Honestly, I like games I would say fit on both. I'm a huge fan of like Cortex, but I also really like Jovian Chronicles (seriously the 1e of this game has the best space movement rules for mechs/ships, it is so good). I am more of a "find the game that fits what I want to do" person, and I find that games on both sides of my personal definition of both will fit the bill sometimes. (Also I think that games are definitely on a spectrum between the two, and there isn't some clear hard line of what is traditional vs narrative). I imagine a lot of people on this board think I'm in the "narrative" camp, but really I'm in the "I just like RPGs of all type" camp.
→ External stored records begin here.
//! Test utilities for Reelforge pipeline tests.
//!
//! Mock providers and collaborators with call counters, plus helpers that
//! assemble an engine around them.

#![allow(dead_code)]

use async_trait::async_trait;
use reelforge_core::{
    AudioClip, CompletionOptions, ContentSource, GenerationRequest, ImageAsset, ImageOptions,
    VoiceOptions,
};
use reelforge_error::{ProviderError, ProviderErrorKind, ReelforgeResult};
use reelforge_interface::{
    EncodeJob, EncodedVideo, FrameRenderer, ImageProvider, LlmProvider, RegisteredCapability,
    RenderRequest, TemplateStore, TtsProvider, VideoEncoder,
};
use reelforge_pipeline::{CapabilityRegistry, WorkflowEngine, WorkflowEngineBuilder};
use reelforge_rate_limit::ReelforgeConfig;
use reelforge_storage::InMemoryArtifactStore;
use std::collections::{HashMap, VecDeque};
use std::sync::atomic::{AtomicUsize, Ordering};
use std::sync::{Arc, Mutex};
use std::time::Duration;

/// Template used by most workflow tests.
pub const TEMPLATE: &str =
    "<h1>{{topic}}</h1><img src=\"{{image}}\"/><p>{{text}}</p><span>{{author}}</span><i>{{rating}}</i>";

/// Storyboard JSON with `n` scenes narrated as `Scene <i>: ...`.
pub fn storyboard_json(n: usize) -> String {
    let scenes: Vec<serde_json::Value> = (0..n)
        .map(|i| {
            serde_json::json!({
                "narration": format!("Scene {}: bees share where the flowers are", i),
                "visual": format!("bee number {} dancing", i),
            })
        })
        .collect();
    serde_json::json!({ "scenes": scenes }).to_string()
}

fn provider_error(kind: ProviderErrorKind) -> reelforge_error::ReelforgeError {
    ProviderError::new(kind).into()
}

/// LLM that answers storyboard prompts from a script and echoes everything else.
///
/// Narration refinement returns the narration unchanged, image prompt
/// derivation returns `Illustration of <narration>` and title prompts
/// return a quoted title.
#[derive(Default)]
pub struct ScriptedLlm {
    storyboards: Mutex<VecDeque<String>>,
    book_info: Option<String>,
    fail_with: Option<ProviderErrorKind>,
    storyboard_prompts: Mutex<Vec<String>>,
    storyboard_calls: AtomicUsize,
    book_info_calls: AtomicUsize,
    calls: AtomicUsize,
}

impl ScriptedLlm {
    /// Answer storyboard prompts with `responses` in order; the last one repeats.
    pub fn new(responses: Vec<String>) -> Self {
        Self {
            storyboards: Mutex::new(responses.into()),
            ..Self::default()
        }
    }

    /// Answer storyboard prompts with a valid storyboard of `n` scenes.
    pub fn with_scenes(n: usize) -> Self {
        Self::new(vec![storyboard_json(n)])
    }

    /// Fail every call with `kind`.
    pub fn failing(kind: ProviderErrorKind) -> Self {
        Self {
            fail_with: Some(kind),
            ..Self::default()
        }
    }

    /// Answer book description prompts with `reply`.
    pub fn with_book_info(mut self, reply: impl Into<String>) -> Self {
        self.book_info = Some(reply.into());
        self
    }

    pub fn book_info_calls(&self) -> usize {
        self.book_info_calls.load(Ordering::SeqCst)
    }

    /// Every storyboard prompt received, in order.
    pub fn storyboard_prompts(&self) -> Vec<String> {
        self.storyboard_prompts.lock().unwrap().clone()
    }

    pub fn storyboard_calls(&self) -> usize {
        self.storyboard_calls.load(Ordering::SeqCst)
    }

    pub fn calls(&self) -> usize {
        self.calls.load(Ordering::SeqCst)
    }

    fn next_storyboard(&self) -> String {
        let mut queue = self.storyboards.lock().unwrap();
        if queue.len() > 1 {
            queue.pop_front().unwrap()
        } else {
            queue.front().cloned().unwrap_or_default()
        }
    }
}

fn after<'a>(prompt: &'a str, marker: &str) -> &'a str {
    prompt
        .split_once(marker)
        .map(|(_, rest)| rest)
        .unwrap_or(prompt)
}

#[async_trait]
impl LlmProvider for ScriptedLlm {
    async fn complete(&self, prompt: &str, _options: &CompletionOptions) -> ReelforgeResult<String> {
        self.calls.fetch_add(1, Ordering::SeqCst);
        if let Some(kind) = &self.fail_with {
            return Err(provider_error(kind.clone()));
        }

        if prompt.starts_with("Describe the book") {
            self.book_info_calls.fetch_add(1, Ordering::SeqCst);
            return Ok(self
                .book_info
                .clone()
                .unwrap_or_else(|| "I am not sure which book you mean.".to_string()));
        }
        if prompt.contains("\"scenes\"") {
            self.storyboard_calls.fetch_add(1, Ordering::SeqCst);
            self.storyboard_prompts.lock().unwrap().push(prompt.to_string());
            return Ok(self.next_storyboard());
        }
        if prompt.starts_with("Rewrite the following narration") {
            return Ok(after(prompt, "Narration:\n").trim().to_string());
        }
        if prompt.starts_with("Write an English prompt") {
            let narration = after(prompt, "Scene narration:\n");
            let narration = narration.lines().next().unwrap_or_default();
            return Ok(format!("Illustration of {}", narration));
        }
        if prompt.contains("video title") {
            return Ok("\"Waggle Dance Secrets Revealed\"".to_string());
        }
        Ok("ok".to_string())
    }
}

/// TTS that fails for texts containing any of the given markers.
#[derive(Default)]
pub struct MockTts {
    fail_on: Vec<String>,
    fail_with: Option<ProviderErrorKind>,
    duration_seconds: f64,
    calls: AtomicUsize,
}

impl MockTts {
    pub fn new() -> Self {
        Self {
            duration_seconds: 2.5,
            ..Self::default()
        }
    }

    /// Reject texts containing `marker`.
    pub fn failing_on(marker: &str) -> Self {
        Self {
            fail_on: vec![marker.to_string()],
            ..Self::new()
        }
    }

    /// Fail every call with `kind`.
    pub fn failing(kind: ProviderErrorKind) -> Self {
        Self {
            fail_with: Some(kind),
            ..Self::new()
        }
    }

    pub fn calls(&self) -> usize {
        self.calls.load(Ordering::SeqCst)
    }
}

#[async_trait]
impl TtsProvider for MockTts {
    async fn synthesize(&self, text: &str, _voice: &VoiceOptions) -> ReelforgeResult<AudioClip> {
        self.calls.fetch_add(1, Ordering::SeqCst);
        if let Some(kind) = &self.fail_with {
            return Err(provider_error(kind.clone()));
        }
        if self.fail_on.iter().any(|m| text.contains(m.as_str())) {
            return Err(provider_error(ProviderErrorKind::Rejected {
                key: "tts/mock".to_string(),
                message: "voice rejected the text".to_string(),
            }));
        }
        Ok(AudioClip::new(
            format!("audio:{}", text).into_bytes(),
            "audio/mpeg",
            self.duration_seconds,
        ))
    }
}

/// Image provider tracking how many calls are in flight at once.
#[derive(Default)]
pub struct MockImage {
    fail_on: Vec<String>,
    fail_all: bool,
    delay: Duration,
    slow: Vec<(String, Duration)>,
    calls: AtomicUsize,
    in_flight: AtomicUsize,
    peak: AtomicUsize,
}

impl MockImage {
    pub fn new() -> Self {
        Self::default()
    }

    /// Every call fails with `ProviderRejected`.
    pub fn failing_all() -> Self {
        Self {
            fail_all: true,
            ..Self::default()
        }
    }

    /// Reject prompts containing `marker`.
    pub fn failing_on(marker: &str) -> Self {
        Self {
            fail_on: vec![marker.to_string()],
            ..Self::default()
        }
    }

    /// Sleep `delay` inside every call.
    pub fn with_delay(mut self, delay: Duration) -> Self {
        self.delay = delay;
        self
    }

    /// Sleep `delay` for prompts containing `marker`, overriding the base delay.
    pub fn slow_on(mut self, marker: &str, delay: Duration) -> Self {
        self.slow.push((marker.to_string(), delay));
        self
    }

    pub fn calls(&self) -> usize {
        self.calls.load(Ordering::SeqCst)
    }

    pub fn peak(&self) -> usize {
        self.peak.load(Ordering::SeqCst)
    }
}

#[async_trait]
impl ImageProvider for MockImage {
    async fn generate(&self, prompt: &str, options: &ImageOptions) -> ReelforgeResult<ImageAsset> {
        self.calls.fetch_add(1, Ordering::SeqCst);
        let now = self.in_flight.fetch_add(1, Ordering::SeqCst) + 1;
        self.peak.fetch_max(now, Ordering::SeqCst);

        let delay = self
            .slow
            .iter()
            .find(|(marker, _)| prompt.contains(marker.as_str()))
            .map(|(_, delay)| *delay)
            .unwrap_or(self.delay);
        if !delay.is_zero() {
            tokio::time::sleep(delay).await;
        }
        self.in_flight.fetch_sub(1, Ordering::SeqCst);

        if self.fail_all || self.fail_on.iter().any(|m| prompt.contains(m.as_str())) {
            return Err(provider_error(ProviderErrorKind::Rejected {
                key: "image/mock".to_string(),
                message: "content policy".to_string(),
            }));
        }
        Ok(ImageAsset::new(
            format!("png:{}", prompt).into_bytes(),
            "image/png",
            *options.width(),
            *options.height(),
        ))
    }
}

/// Renderer that records every request and returns the markup as the image.
#[derive(Default)]
pub struct RecordingRenderer {
    requests: Mutex<Vec<RenderRequest>>,
    fail_all: bool,
}

impl RecordingRenderer {
    pub fn new() -> Self {
        Self::default()
    }

    pub fn failing_all() -> Self {
        Self {
            fail_all: true,
            ..Self::default()
        }
    }

    pub fn requests(&self) -> Vec<RenderRequest> {
        self.requests.lock().unwrap().clone()
    }
}

#[async_trait]
impl FrameRenderer for RecordingRenderer {
    async fn render(&self, request: &RenderRequest) -> ReelforgeResult<ImageAsset> {
        self.requests.lock().unwrap().push(request.clone());
        if self.fail_all {
            return Err(provider_error(ProviderErrorKind::Rejected {
                key: "render/mock".to_string(),
                message: "browser crashed".to_string(),
            }));
        }
        Ok(ImageAsset::new(
            request.markup().clone().into_bytes(),
            "image/png",
            *request.width(),
            *request.height(),
        ))
    }
}

/// Template store backed by a map.
#[derive(Default)]
pub struct StaticTemplates {
    templates: HashMap<String, String>,
}

impl StaticTemplates {
    pub fn with(id: &str, template: &str) -> Self {
        let mut templates = HashMap::new();
        templates.insert(id.to_string(), template.to_string());
        Self { templates }
    }
}

#[async_trait]
impl TemplateStore for StaticTemplates {
    async fn load(&self, template_id: &str) -> ReelforgeResult<String> {
        self.templates.get(template_id).cloned().ok_or_else(|| {
            provider_error(ProviderErrorKind::Rejected {
                key: "templates/static".to_string(),
                message: format!("unknown template {}", template_id),
            })
        })
    }
}

/// Encoder that records jobs instead of writing video.
#[derive(Default)]
pub struct RecordingEncoder {
    jobs: Mutex<Vec<EncodeJob>>,
}

impl RecordingEncoder {
    pub fn new() -> Self {
        Self::default()
    }

    pub fn calls(&self) -> usize {
        self.jobs.lock().unwrap().len()
    }

    pub fn last_job(&self) -> Option<EncodeJob> {
        self.jobs.lock().unwrap().last().cloned()
    }
}

#[async_trait]
impl VideoEncoder for RecordingEncoder {
    async fn encode(&self, job: &EncodeJob) -> ReelforgeResult<EncodedVideo> {
        self.jobs.lock().unwrap().push(job.clone());
        Ok(EncodedVideo {
            path: job.output_path().clone(),
            duration_seconds: job.total_duration(),
        })
    }
}

/// Registry with one provider per type, each registered under `mock`.
pub fn registry(
    llm: Arc<ScriptedLlm>,
    tts: Arc<MockTts>,
    image: Arc<MockImage>,
) -> CapabilityRegistry {
    let mut registry = CapabilityRegistry::new();
    registry
        .register(RegisteredCapability::llm("mock", llm))
        .unwrap();
    registry
        .register(RegisteredCapability::tts("mock", tts))
        .unwrap();
    registry
        .register(RegisteredCapability::image("mock", image))
        .unwrap();
    registry
}

/// Default configuration with millisecond backoff and the given scene concurrency.
pub fn fast_config(max_concurrent_scenes: usize) -> ReelforgeConfig {
    let mut config = ReelforgeConfig::default();
    config.pipeline.max_concurrent_scenes = max_concurrent_scenes;
    config.retry.initial_backoff_ms = 1;
    config.retry.max_delay_ms = 2;
    config.retry.jitter = false;
    config
}

/// A topic request for `n` scenes using the `default` template.
pub fn topic_request(n: usize) -> GenerationRequest {
    GenerationRequest::builder()
        .source(ContentSource::Topic("How bees dance".to_string()))
        .n_storyboard(n)
        .frame_template("default")
        .output_path(Some(std::path::PathBuf::from("out/bees.mp4")))
        .build()
        .expect("valid request")
}

/// Everything a workflow test needs to make assertions.
pub struct Harness {
    pub llm: Arc<ScriptedLlm>,
    pub tts: Arc<MockTts>,
    pub image: Arc<MockImage>,
    pub renderer: Arc<RecordingRenderer>,
    pub encoder: Arc<RecordingEncoder>,
    pub store: Arc<InMemoryArtifactStore>,
}

impl Harness {
    pub fn new(llm: ScriptedLlm, tts: MockTts, image: MockImage) -> Self {
        Self {
            llm: Arc::new(llm),
            tts: Arc::new(tts),
            image: Arc::new(image),
            renderer: Arc::new(RecordingRenderer::new()),
            encoder: Arc::new(RecordingEncoder::new()),
            store: Arc::new(InMemoryArtifactStore::new()),
        }
    }

    pub fn with_renderer(mut self, renderer: RecordingRenderer) -> Self {
        self.renderer = Arc::new(renderer);
        self
    }

    /// Engine builder wired to the mocks, not yet built.
    pub fn builder(&self, config: ReelforgeConfig) -> WorkflowEngineBuilder {
        WorkflowEngine::builder()
            .registry(Arc::new(registry(
                Arc::clone(&self.llm),
                Arc::clone(&self.tts),
                Arc::clone(&self.image),
            )))
            .templates(Arc::new(StaticTemplates::with("default", TEMPLATE)))
            .renderer(Arc::clone(&self.renderer) as Arc<dyn FrameRenderer>)
            .encoder(Arc::clone(&self.encoder) as Arc<dyn VideoEncoder>)
            .store(Arc::clone(&self.store) as Arc<dyn reelforge_storage::ArtifactStore>)
            .config(config)
    }

    pub fn engine(&self, config: ReelforgeConfig) -> WorkflowEngine {
        self.builder(config).build().expect("engine builds")
    }
}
I just imagine that the fact that I dislike certain SPECIFIC, very popular, traditional games (like I'm not fond of old school D&D, and I specifically have an obsessive and probably irrational hate of ThAC0), makes people think somehow I'm anti-traditional. (As an aside, I also don't like FATE either.)
You don't like FATE:shock:?
 
This reminds of when I was at Uni. Some people in my role-playing club decided to organise a Muppets LARP and it was all they could talk about for weeks and everybody seemed to be really into it.

It was just one of those..."huh, I really don't get gamers at all" moments.
Did even a single of them achieve the bouncing-in-all-directions way of movement that the Muppets practice naturally:grin:?
 
This reminds of when I was at Uni. Some people in my role-playing club decided to organise a Muppets LARP and it was all they could talk about for weeks and everybody seemed to be really into it.

It was just one of those..."huh, I really don't get gamers at all" moments.
I... don't suppose you have the ruleset? No reason. *Shifty Eyes*
 
You don't like FATE:shock:?

It is that kind of game where I WANT to like it but then when I played it just never seemed to work right. Like in theory the rules should do what I like, but in the end I think I just didn't really like the fact that 90% of the game part of it is just the FATE point economy.
 
Did even a single of them achieve the bouncing-in-all-directions way of movement that the Muppets practice naturally:grin:?
I don't think I was there. Or maybe I was, a vague memory of people running in and out of the room wildly springs to mind. Perhas I've blocked it out. I'm sure I didn't participate. I think some of us may have ended up playing a different game while this was going on all around us.

I... don't suppose you have the ruleset? No reason. *Shifty Eyes*
I'm not sure but I assume it was an adaption of whatever rules were usually used for White Wolf LARPS.